If you intend to take advantage of this recommendation, but your page is above the indexation limits, the important point to remember is that the “last paragraph” is not where you stopped typing, but where the SE bot stopped reading.

Frequently Asked Questions about Search Engine Indexing

What is the importance of search engine indexing for my website?

Search engine indexing is a crucial process that allows your website to appear in search engine results. When a search engine indexes your site, it’s essentially adding it to its database, making it searchable for users. Without indexing, your website would be invisible to search engines, and consequently, to potential visitors. It’s the first step in achieving visibility and ranking in search engine results, which can drive significant traffic to your site.

How can I check if my website is indexed by search engines?

There are several ways to check if your website is indexed.
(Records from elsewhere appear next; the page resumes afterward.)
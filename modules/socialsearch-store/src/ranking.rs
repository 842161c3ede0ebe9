//! Leaderboard aggregation shared by the store backends.
//!
//! Searches are grouped by (normalized query, network). Entries sort by amount
//! descending, then query and network ascending, so equal counts render in a
//! stable order.

use std::cmp::Ordering;
use std::collections::HashMap;

use socialsearch_common::{
    normalize_query, Network, RankingEntry, RankingPayload, SearchRecord, SocialCounts,
};

/// Aggregate raw search records into a ranking payload.
pub fn build_ranking(searches: &[SearchRecord], limit: usize) -> RankingPayload {
    let mut grouped: HashMap<(String, Network), i64> = HashMap::new();
    let mut statistics = SocialCounts::default();

    for record in searches {
        let key = normalize_query(&record.query);
        if key.is_empty() {
            continue;
        }
        *grouped.entry((key, record.social)).or_insert(0) += 1;
        statistics.increment(record.social);
    }

    let mut list: Vec<RankingEntry> = grouped
        .into_iter()
        .map(|((query, network), amount)| RankingEntry {
            query,
            network: network.as_str().to_string(),
            amount,
        })
        .collect();
    sort_entries(&mut list);
    list.truncate(limit);

    RankingPayload { list, statistics }
}

pub fn sort_entries(list: &mut [RankingEntry]) {
    list.sort_by(compare_entries);
}

fn compare_entries(a: &RankingEntry, b: &RankingEntry) -> Ordering {
    b.amount
        .cmp(&a.amount)
        .then_with(|| a.query.cmp(&b.query))
        .then_with(|| a.network.cmp(&b.network))
}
One of the simplest methods is to use the “site:” operator followed by your website URL in a Google search. If your website pages appear in the search results, it means they are indexed. Alternatively, you can use Google Search Console’s “Coverage” report to see which of your pages have been indexed.
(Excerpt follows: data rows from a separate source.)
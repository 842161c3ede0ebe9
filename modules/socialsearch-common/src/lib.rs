pub mod config;
pub mod error;
pub mod types;

pub use config::Config;
pub use error::ParseError;
pub use types::*;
How long does it take for a website to be indexed?

The time it takes for a website to be indexed can vary greatly. It can happen within a few days or take several weeks. Factors that influence this include the quality of your content, your site’s SEO, and how often search engine bots crawl your site. Regularly updating your site with fresh, high-quality content can help speed up the process.

Why are some of my website pages not being indexed?

There could be several reasons why some of your pages are not being indexed. These could include technical issues like broken links or incorrect robots.txt files, poor quality or duplicate content, or a lack of internal links leading to the page. It’s important to regularly audit your website to identify and fix any issues that could be preventing your pages from being indexed.

How can I improve my website’s indexability?

Improving your website’s indexability involves making it easier for search engine bots to crawl and index your site. This can be achieved by ensuring your site has a clear, logical structure, using SEO-friendly URLs, creating a sitemap, and using internal links wisely. Regularly updating your site with fresh, unique content can also encourage search engines to crawl your site more frequently.

What is a robots.txt file and how does it affect indexing?

A robots.txt file is a text file that webmasters use to instruct search engine bots on how to crawl and index pages on their website. It can be used to prevent certain pages from being indexed, such as duplicate pages or pages with sensitive information. However, misuse of the robots.txt file can lead to important pages being left out of the index, so it’s important to use it correctly.

How does mobile-first indexing affect my website?

Mobile-first indexing means that Google predominantly uses the mobile version of your website for indexing and ranking. If your site isn’t mobile-friendly, it could negatively impact your site’s ranking in search engine results. Therefore, it’s important to ensure your site is optimized for mobile devices.

Can I control which pages on my website are indexed?

Yes, you can control which pages on your website are indexed by using a robots.txt file or meta tags. These tools allow you to instruct search engine bots not to index certain pages. However, it’s important to use these tools wisely, as preventing important pages from being indexed can harm your site’s visibility in search engine results.

What is the difference between crawling and indexing?

Crawling and indexing are two distinct steps in the process of making a webpage appear in search engine results. Crawling is when search engine bots scan a webpage to understand what it’s about. Indexing is the next step, where the crawled page is added to a search engine’s database, making it searchable for users.

How does SEO relate to search engine indexing?

SEO (Search Engine Optimization) is a set of strategies aimed at improving a website’s visibility in search engine results. A key part of SEO involves making a website easy to crawl and index by search engines. This includes using relevant keywords, creating high-quality content, and ensuring a website has a clear, logical structure.